The early morning sun peaks over the Colloseum.

It is difficult to believe that one of the most recognisable structures in the world was once a white elephant, left to sit and waste away before finding value in being pilfered for stone. Such is the life of the Colloseum. In its hey-day, 50,000 blood thirsty citizens could pack this arena to watch men battle men or men battle animals. Exotic beasts would be imported from a far to make up for Rome’s lack of lions and elephants.

For the pièce de résistance, the arena would be flooded with water so that gladiator’s could take to boats and re-inact ancient sea battles. Just like a modern day sports match, the coin toss was crucial; history had already decided who the victor would be and it was in your best interest for history to be on your side.
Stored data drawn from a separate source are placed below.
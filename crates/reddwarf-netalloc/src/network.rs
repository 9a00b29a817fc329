//! Network lifecycle: allocates/releases network-wide state — IPAM pools,
//! gateways, and driver state (spec.md §4.3).

use std::collections::BTreeMap;

use ipnetwork::IpNetwork;
use tracing::debug;

use crate::driver::{DataScope, DriverRegistry, IpamData};
use crate::error::{AllocatorError, Result};
use crate::ipam;
use crate::types::{DriverState, Network, NetworkId};

/// Internal bookkeeping for one allocated network (spec.md §3).
#[derive(Debug, Clone, Default)]
pub struct NetworkRecord {
    pub network: Network,
    /// pool-CIDR-string -> driver-assigned pool handle.
    pub pools: BTreeMap<String, crate::types::PoolId>,
    /// allocated-address-string -> the pool handle it came from.
    pub endpoints: BTreeMap<String, crate::types::PoolId>,
    pub is_node_local: bool,
}

impl NetworkRecord {
    fn new(network: Network, is_node_local: bool) -> Self {
        Self {
            network,
            pools: BTreeMap::new(),
            endpoints: BTreeMap::new(),
            is_node_local,
        }
    }
}

// `Default` is only needed so `NetworkRecord` can sit behind
// `HashMap::entry` patterns in tests; a real record always goes through
// `NetworkRecord::new`.
impl Default for Network {
    fn default() -> Self {
        Network::new(NetworkId::from(""), Default::default())
    }
}

/// `Allocate(network)` (spec.md §4.3).
pub(crate) async fn allocate(
    registry: &DriverRegistry,
    network: Network,
) -> Result<NetworkRecord> {
    let (_driver_name, driver, capability) = registry
        .resolve_driver(network.spec.driver_config.name.as_deref())
        .await?;

    let is_node_local = capability.data_scope == DataScope::Local;

    if is_node_local {
        let mut network = network;
        network.driver_state = Some(DriverState {
            name: network.spec.driver_config.name.clone().unwrap_or_default(),
            options: BTreeMap::new(),
        });
        // Backward-compat marker: some consumers require a non-nil IPAM field.
        network.ipam = crate::types::NetworkIpam::default();
        debug!(network_id = %network.id, "allocated node-local network, no IPAM/driver-state required");
        return Ok(NetworkRecord::new(network, true));
    }

    let mut record = NetworkRecord::new(network, false);
    ipam::allocate_pools(registry, &mut record).await?;

    if let Err(e) = allocate_driver_state(driver.as_ref(), &mut record).await {
        ipam::release_pools(
            registry,
            record.network.ipam.driver.as_deref(),
            &record.network.ipam.configs,
            &record.pools,
        )
        .await;
        return Err(e);
    }

    Ok(record)
}

/// `Deallocate(network)` (spec.md §4.3).
pub(crate) async fn deallocate(
    registry: &DriverRegistry,
    record: NetworkRecord,
) -> Result<()> {
    if record.is_node_local {
        return Ok(());
    }

    let driver_free_result = match registry
        .resolve_driver(record.network.spec.driver_config.name.as_deref())
        .await
    {
        Ok((_, driver, _)) => free_driver_state(driver.as_ref(), &record.network.id).await,
        Err(e) => Err(e),
    };

    ipam::release_pools(
        registry,
        record.network.ipam.driver.as_deref(),
        &record.network.ipam.configs,
        &record.pools,
    )
    .await;

    driver_free_result
}

/// `allocateDriverState(network)` (spec.md §4.6).
async fn allocate_driver_state(
    driver: &dyn crate::driver::NetworkDriver,
    record: &mut NetworkRecord,
) -> Result<()> {
    let mut options = record.network.spec.driver_config.options.clone();
    if let Some(existing) = &record.network.driver_state {
        for (k, v) in &existing.options {
            options.insert(k.clone(), v.clone());
        }
    }

    let ipv4: Vec<IpamData> = record
        .network
        .ipam
        .configs
        .iter()
        .filter(|c| !c.is_v6())
        .filter_map(|c| {
            let pool = c.subnet?;
            let gateway = c
                .gateway
                .and_then(|ip| IpNetwork::new(ip, pool.prefix()).ok());
            Some(IpamData { pool, gateway })
        })
        .collect();

    let driver_options = driver
        .network_allocate(&record.network.id, &options, &ipv4, &[])
        .await
        .map_err(|e| AllocatorError::DriverAllocateFailed {
            network_id: record.network.id.to_string(),
            reason: e.to_string(),
        })?;

    record.network.driver_state = Some(DriverState {
        name: record
            .network
            .spec
            .driver_config
            .name
            .clone()
            .unwrap_or_else(|| crate::driver::DEFAULT_DRIVER.to_string()),
        options: driver_options,
    });
    Ok(())
}

/// `freeDriverState(network)` (spec.md §4.6).
async fn free_driver_state(
    driver: &dyn crate::driver::NetworkDriver,
    network_id: &NetworkId,
) -> Result<()> {
    driver
        .network_free(network_id)
        .await
        .map_err(|e| AllocatorError::DriverFreeFailed {
            network_id: network_id.to_string(),
            reason: e.to_string(),
        })
}

#[cfg(test)]
mod tests {
    use super::*;
    use crate::driver::DriverRegistry;
    use crate::ipam_driver::InMemoryIpamDriver;
    use crate::mock::MockNetworkDriver;
    use crate::types::{DriverConfig, IpamConfig, IpamSpec, NetworkSpec};
    use std::sync::Arc;

    async fn registry_with_mocks() -> DriverRegistry {
        let registry = DriverRegistry::new(None);
        registry
            .add_driver("overlay", Arc::new(MockNetworkDriver::global()))
            .await;
        registry
            .add_driver("bridge", Arc::new(MockNetworkDriver::local()))
            .await;
        registry
            .add_ipam_driver("default", Arc::new(InMemoryIpamDriver::new()))
            .await;
        registry
    }

    #[tokio::test]
    async fn test_allocate_overlay_single_ipv4_pool() {
        let registry = registry_with_mocks().await;
        let subnet: IpNetwork = "10.0.0.0/24".parse().unwrap();
        let network = Network::new(
            "net-1",
            NetworkSpec {
                name: "net-1".into(),
                driver_config: DriverConfig {
                    name: Some("overlay".into()),
                    ..Default::default()
                },
                ipam: IpamSpec {
                    configs: vec![IpamConfig {
                        subnet: Some(subnet),
                        ..Default::default()
                    }],
                    ..Default::default()
                },
                ..Default::default()
            },
        );

        let record = allocate(&registry, network).await.unwrap();
        assert_eq!(record.pools.len(), 1);
        assert!(record.pools.contains_key("10.0.0.0/24"));
        assert_eq!(
            record.network.ipam.configs[0].gateway,
            Some("10.0.0.1".parse().unwrap())
        );
        assert_eq!(record.network.driver_state.as_ref().unwrap().name, "overlay");
    }

    #[tokio::test]
    async fn test_allocate_node_local_network() {
        let registry = registry_with_mocks().await;
        let network = Network::new(
            "net-local",
            NetworkSpec {
                name: "net-local".into(),
                driver_config: DriverConfig {
                    name: Some("bridge".into()),
                    ..Default::default()
                },
                ..Default::default()
            },
        );

        let record = allocate(&registry, network).await.unwrap();
        assert!(record.is_node_local);
        assert!(record.pools.is_empty());
        assert_eq!(record.network.driver_state.as_ref().unwrap().name, "bridge");

        deallocate(&registry, record).await.unwrap();
    }

    #[tokio::test]
    async fn test_deallocate_releases_pools_and_driver_state() {
        let registry = registry_with_mocks().await;
        let subnet: IpNetwork = "10.0.0.0/24".parse().unwrap();
        let network = Network::new(
            "net-2",
            NetworkSpec {
                name: "net-2".into(),
                driver_config: DriverConfig {
                    name: Some("overlay".into()),
                    ..Default::default()
                },
                ipam: IpamSpec {
                    configs: vec![IpamConfig {
                        subnet: Some(subnet),
                        ..Default::default()
                    }],
                    ..Default::default()
                },
                ..Default::default()
            },
        );

        let record = allocate(&registry, network).await.unwrap();
        deallocate(&registry, record).await.unwrap();
    }
}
Looking across the dilapidated arena.

Only a section of the original outer wall remains which gives the iconic silhouette in almost every photo you can see of this old gal. Similar to the great pyramids, stonework and metal reinforcings were stolen throughout the unloved years and used for other construction works which meant that the majority of the wall was of no match for a later earthquake.

On the inside, the missing arena floor gives a view of the labyrinth underneath where the animals would quietly wait until summoned for their part of the show. While most of the arena seating has been destroyed, enough remains to imagine a full house looking for some action. Indeed, much has happened here.